| TASK BRIEF |
Give back all of the data exactly as it appears here.

| THE DATA |

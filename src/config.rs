use std::fs;
use std::path::PathBuf;
use std::time::Duration;

use serde::{Deserialize, Serialize};

use crate::error::HarvestError;
use crate::sheet::column_index;

pub const DEFAULT_CONFIG_FILE: &str = "metric-harvest.json";

#[derive(Debug, Default, Deserialize, Serialize)]
pub struct Config {
    #[serde(default)]
    pub source_sheet: Option<String>,
    #[serde(default)]
    pub target_sheet: Option<String>,
    #[serde(default)]
    pub source_column: Option<String>,
    #[serde(default)]
    pub start_marker: Option<String>,
    #[serde(default)]
    pub stop_marker: Option<String>,
    #[serde(default)]
    pub metric_name_path: Option<String>,
    #[serde(default)]
    pub request_delay_ms: Option<u64>,
    #[serde(default)]
    pub fairsharing_base: Option<String>,
    #[serde(default)]
    pub http_timeout_secs: Option<u64>,
}

/// Values supplied on the command line; each one wins over the file.
#[derive(Debug, Default, Clone)]
pub struct ConfigOverrides {
    pub source_sheet: Option<String>,
    pub target_sheet: Option<String>,
    pub source_column: Option<String>,
    pub metric_name_path: Option<String>,
    pub request_delay_ms: Option<u64>,
}

#[derive(Debug, Clone, PartialEq, Eq)]
pub struct MetricJsonPath(Vec<String>);

impl MetricJsonPath {
    pub fn parse(value: &str) -> Result<Self, HarvestError> {
        let trimmed = value.trim();
        let segments = trimmed
            .split('.')
            .map(|segment| segment.to_string())
            .collect::<Vec<_>>();
        if trimmed.is_empty() || segments.iter().any(|segment| segment.is_empty()) {
            return Err(HarvestError::InvalidConfig {
                field: "metric_name_path",
                value: value.to_string(),
            });
        }
        Ok(Self(segments))
    }

    pub fn segments(&self) -> &[String] {
        &self.0
    }

    pub fn as_dotted(&self) -> String {
        self.0.join(".")
    }
}

#[derive(Debug, Clone)]
pub struct HarvestConfig {
    pub source_sheet: String,
    pub target_sheet: String,
    pub source_column: String,
    pub column_index: usize,
    pub start_marker: String,
    pub stop_marker: String,
    pub metric_name_path: MetricJsonPath,
    pub request_delay: Duration,
    pub fairsharing_base: String,
    pub http_timeout: Duration,
}

impl Default for HarvestConfig {
    fn default() -> Self {
        Self {
            source_sheet: "Tests".to_string(),
            target_sheet: "Metrics".to_string(),
            source_column: "A".to_string(),
            column_index: 0,
            start_marker: "START".to_string(),
            stop_marker: "END".to_string(),
            metric_name_path: MetricJsonPath(vec!["metadata".to_string(), "name".to_string()]),
            request_delay: Duration::from_millis(1000),
            fairsharing_base: "https://fairsharing.org".to_string(),
            http_timeout: Duration::from_secs(30),
        }
    }
}

pub struct ConfigLoader;

impl ConfigLoader {
    pub fn resolve(
        path: Option<&str>,
        overrides: &ConfigOverrides,
    ) -> Result<HarvestConfig, HarvestError> {
        let config_path = match path {
            Some(path) => PathBuf::from(path),
            None => PathBuf::from(DEFAULT_CONFIG_FILE),
        };

        let config = if path.is_none() && !config_path.exists() {
            tracing::debug!("no {DEFAULT_CONFIG_FILE} found, using defaults");
            Config::default()
        } else {
            let content = fs::read_to_string(&config_path)
                .map_err(|_| HarvestError::ConfigRead(config_path.clone()))?;
            serde_json::from_str(&content)
                .map_err(|err| HarvestError::ConfigParse(err.to_string()))?
        };

        Self::resolve_config(config, overrides)
    }

    pub fn resolve_config(
        config: Config,
        overrides: &ConfigOverrides,
    ) -> Result<HarvestConfig, HarvestError> {
        let defaults = HarvestConfig::default();

        let source_column = overrides
            .source_column
            .clone()
            .or(config.source_column)
            .unwrap_or(defaults.source_column);
        let column_index = column_index(&source_column)?;

        let metric_name_path = match overrides
            .metric_name_path
            .as_deref()
            .or(config.metric_name_path.as_deref())
        {
            Some(value) => MetricJsonPath::parse(value)?,
            None => defaults.metric_name_path,
        };

        let start_marker = non_empty(
            "start_marker",
            config.start_marker.unwrap_or(defaults.start_marker),
        )?;
        let stop_marker = non_empty(
            "stop_marker",
            config.stop_marker.unwrap_or(defaults.stop_marker),
        )?;
        let source_sheet = non_empty(
            "source_sheet",
            overrides
                .source_sheet
                .clone()
                .or(config.source_sheet)
                .unwrap_or(defaults.source_sheet),
        )?;
        let target_sheet = non_empty(
            "target_sheet",
            overrides
                .target_sheet
                .clone()
                .or(config.target_sheet)
                .unwrap_or(defaults.target_sheet),
        )?;

        let request_delay = overrides
            .request_delay_ms
            .or(config.request_delay_ms)
            .map(Duration::from_millis)
            .unwrap_or(defaults.request_delay);

        let fairsharing_base = config
            .fairsharing_base
            .map(|base| base.trim_end_matches('/').to_string())
            .unwrap_or(defaults.fairsharing_base);

        Ok(HarvestConfig {
            source_sheet,
            target_sheet,
            source_column: source_column.trim().to_uppercase(),
            column_index,
            start_marker,
            stop_marker,
            metric_name_path,
            request_delay,
            fairsharing_base,
            http_timeout: config
                .http_timeout_secs
                .map(Duration::from_secs)
                .unwrap_or(defaults.http_timeout),
        })
    }
}

fn non_empty(field: &'static str, value: String) -> Result<String, HarvestError> {
    if value.trim().is_empty() {
        return Err(HarvestError::InvalidConfig { field, value });
    }
    Ok(value)
}
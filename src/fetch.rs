use std::time::Duration;

use reqwest::blocking::Client;
use reqwest::header::{HeaderMap, HeaderValue, USER_AGENT};

use crate::domain::RdfDocument;
use crate::error::HarvestError;

pub trait DocumentClient {
    fn fetch_text(&self, url: &str) -> Result<RdfDocument, HarvestError>;
}

pub(crate) fn build_client(timeout: Duration) -> Result<Client, HarvestError> {
    let mut headers = HeaderMap::new();
    headers.insert(
        USER_AGENT,
        HeaderValue::from_str(&format!("metric-harvest/{}", env!("CARGO_PKG_VERSION")))
            .map_err(|err| HarvestError::HttpClient(err.to_string()))?,
    );
    Client::builder()
        .default_headers(headers)
        .timeout(timeout)
        .build()
        .map_err(|err| HarvestError::HttpClient(err.to_string()))
}

#[derive(Clone)]
pub struct HttpDocumentClient {
    client: Client,
}

impl HttpDocumentClient {
    pub fn new(timeout: Duration) -> Result<Self, HarvestError> {
        Ok(Self {
            client: build_client(timeout)?,
        })
    }
}

impl DocumentClient for HttpDocumentClient {
    fn fetch_text(&self, url: &str) -> Result<RdfDocument, HarvestError> {
        let transport = |err: reqwest::Error| HarvestError::DocumentHttp {
            url: url.to_string(),
            message: err.to_string(),
        };
        let response = self.client.get(url).send().map_err(transport)?;
        let status = response.status().as_u16();
        if status != 200 {
            return Err(HarvestError::DocumentStatus {
                url: url.to_string(),
                status,
            });
        }
        let text = response.text().map_err(transport)?;
        Ok(RdfDocument {
            source_url: url.to_string(),
            text,
        })
    }
}
pub mod app;
pub mod config;
pub mod domain;
pub mod error;
pub mod fairsharing;
pub mod fetch;
pub mod output;
pub mod rdf;
pub mod record;
pub mod sheet;
pub mod url_resolver;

| SOLUTION BELOW |
filename src/config.rs
use std::fs;
use std::path::PathBuf;
use std::time::Duration;

use serde::{Deserialize, Serialize};

use crate::error::HarvestError;
use crate::sheet::column_index;

pub const DEFAULT_CONFIG_FILE: &str = "metric-harvest.json";

#[derive(Debug, Default, Deserialize, Serialize)]
pub struct Config {
    #[serde(default)]
    pub source_sheet: Option<String>,
    #[serde(default)]
    pub target_sheet: Option<String>,
    #[serde(default)]
    pub source_column: Option<String>,
    #[serde(default)]
    pub start_marker: Option<String>,
    #[serde(default)]
    pub stop_marker: Option<String>,
    #[serde(default)]
    pub metric_name_path: Option<String>,
    #[serde(default)]
    pub request_delay_ms: Option<u64>,
    #[serde(default)]
    pub fairsharing_base: Option<String>,
    #[serde(default)]
    pub http_timeout_secs: Option<u64>,
}

/// Values supplied on the command line; each one wins over the file.
#[derive(Debug, Default, Clone)]
pub struct ConfigOverrides {
    pub source_sheet: Option<String>,
    pub target_sheet: Option<String>,
    pub source_column: Option<String>,
    pub metric_name_path: Option<String>,
    pub request_delay_ms: Option<u64>,
}

#[derive(Debug, Clone, PartialEq, Eq)]
pub struct MetricJsonPath(Vec<String>);

impl MetricJsonPath {
    pub fn parse(value: &str) -> Result<Self, HarvestError> {
        let trimmed = value.trim();
        let segments = trimmed
            .split('.')
            .map(|segment| segment.to_string())
            .collect::<Vec<_>>();
        if trimmed.is_empty() || segments.iter().any(|segment| segment.is_empty()) {
            return Err(HarvestError::InvalidConfig {
                field: "metric_name_path",
                value: value.to_string(),
            });
        }
        Ok(Self(segments))
    }

    pub fn segments(&self) -> &[String] {
        &self.0
    }

    pub fn as_dotted(&self) -> String {
        self.0.join(".")
    }
}

#[derive(Debug, Clone)]
pub struct HarvestConfig {
    pub source_sheet: String,
    pub target_sheet: String,
    pub source_column: String,
    pub column_index: usize,
    pub start_marker: String,
    pub stop_marker: String,
    pub metric_name_path: MetricJsonPath,
    pub request_delay: Duration,
    pub fairsharing_base: String,
    pub http_timeout: Duration,
}

impl Default for HarvestConfig {
    fn default() -> Self {
        Self {
            source_sheet: "Tests".to_string(),
            target_sheet: "Metrics".to_string(),
            source_column: "A".to_string(),
            column_index: 0,
            start_marker: "START".to_string(),
            stop_marker: "END".to_string(),
            metric_name_path: MetricJsonPath(vec!["metadata".to_string(), "name".to_string()]),
            request_delay: Duration::from_millis(1000),
            fairsharing_base: "https://fairsharing.org".to_string(),
            http_timeout: Duration::from_secs(30),
        }
    }
}

pub struct ConfigLoader;

impl ConfigLoader {
    pub fn resolve(
        path: Option<&str>,
        overrides: &ConfigOverrides,
    ) -> Result<HarvestConfig, HarvestError> {
        let config_path = match path {
            Some(path) => PathBuf::from(path),
            None => PathBuf::from(DEFAULT_CONFIG_FILE),
        };

        let config = if path.is_none() && !config_path.exists() {
            tracing::debug!("no {DEFAULT_CONFIG_FILE} found, using defaults");
            Config::default()
        } else {
            let content = fs::read_to_string(&config_path)
                .map_err(|_| HarvestError::ConfigRead(config_path.clone()))?;
            serde_json::from_str(&content)
                .map_err(|err| HarvestError::ConfigParse(err.to_string()))?
        };

        Self::resolve_config(config, overrides)
    }

    pub fn resolve_config(
        config: Config,
        overrides: &ConfigOverrides,
    ) -> Result<HarvestConfig, HarvestError> {
        let defaults = HarvestConfig::default();

        let source_column = overrides
            .source_column
            .clone()
            .or(config.source_column)
            .unwrap_or(defaults.source_column);
        let column_index = column_index(&source_column)?;

        let metric_name_path = match overrides
            .metric_name_path
            .as_deref()
            .or(config.metric_name_path.as_deref())
        {
            Some(value) => MetricJsonPath::parse(value)?,
            None => defaults.metric_name_path,
        };

        let start_marker = non_empty(
            "start_marker",
            config.start_marker.unwrap_or(defaults.start_marker),
        )?;
        let stop_marker = non_empty(
            "stop_marker",
            config.stop_marker.unwrap_or(defaults.stop_marker),
        )?;
        let source_sheet = non_empty(
            "source_sheet",
            overrides
                .source_sheet
                .clone()
                .or(config.source_sheet)
                .unwrap_or(defaults.source_sheet),
        )?;
        let target_sheet = non_empty(
            "target_sheet",
            overrides
                .target_sheet
                .clone()
                .or(config.target_sheet)
                .unwrap_or(defaults.target_sheet),
        )?;

        let request_delay = overrides
            .request_delay_ms
            .or(config.request_delay_ms)
            .map(Duration::from_millis)
            .unwrap_or(defaults.request_delay);

        let fairsharing_base = config
            .fairsharing_base
            .map(|base| base.trim_end_matches('/').to_string())
            .unwrap_or(defaults.fairsharing_base);

        Ok(HarvestConfig {
            source_sheet,
            target_sheet,
            source_column: source_column.trim().to_uppercase(),
            column_index,
            start_marker,
            stop_marker,
            metric_name_path,
            request_delay,
            fairsharing_base,
            http_timeout: config
                .http_timeout_secs
                .map(Duration::from_secs)
                .unwrap_or(defaults.http_timeout),
        })
    }
}

fn non_empty(field: &'static str, value: String) -> Result<String, HarvestError> {
    if value.trim().is_empty() {
        return Err(HarvestError::InvalidConfig { field, value });
    }
    Ok(value)
}
filename src/fetch.rs
use std::time::Duration;

use reqwest::blocking::Client;
use reqwest::header::{HeaderMap, HeaderValue, USER_AGENT};

use crate::domain::RdfDocument;
use crate::error::HarvestError;

pub trait DocumentClient {
    fn fetch_text(&self, url: &str) -> Result<RdfDocument, HarvestError>;
}

pub(crate) fn build_client(timeout: Duration) -> Result<Client, HarvestError> {
    let mut headers = HeaderMap::new();
    headers.insert(
        USER_AGENT,
        HeaderValue::from_str(&format!("metric-harvest/{}", env!("CARGO_PKG_VERSION")))
            .map_err(|err| HarvestError::HttpClient(err.to_string()))?,
    );
    Client::builder()
        .default_headers(headers)
        .timeout(timeout)
        .build()
        .map_err(|err| HarvestError::HttpClient(err.to_string()))
}

#[derive(Clone)]
pub struct HttpDocumentClient {
    client: Client,
}

impl HttpDocumentClient {
    pub fn new(timeout: Duration) -> Result<Self, HarvestError> {
        Ok(Self {
            client: build_client(timeout)?,
        })
    }
}

impl DocumentClient for HttpDocumentClient {
    fn fetch_text(&self, url: &str) -> Result<RdfDocument, HarvestError> {
        let transport = |err: reqwest::Error| HarvestError::DocumentHttp {
            url: url.to_string(),
            message: err.to_string(),
        };
        let response = self.client.get(url).send().map_err(transport)?;
        let status = response.status().as_u16();
        if status != 200 {
            return Err(HarvestError::DocumentStatus {
                url: url.to_string(),
                status,
            });
        }
        let text = response.text().map_err(transport)?;
        Ok(RdfDocument {
            source_url: url.to_string(),
            text,
        })
    }
}
pub mod app;
pub mod config;
pub mod domain;
pub mod error;
pub mod fairsharing;
pub mod fetch;
pub mod output;
pub mod rdf;
pub mod record;
pub mod sheet;
pub mod url_resolver;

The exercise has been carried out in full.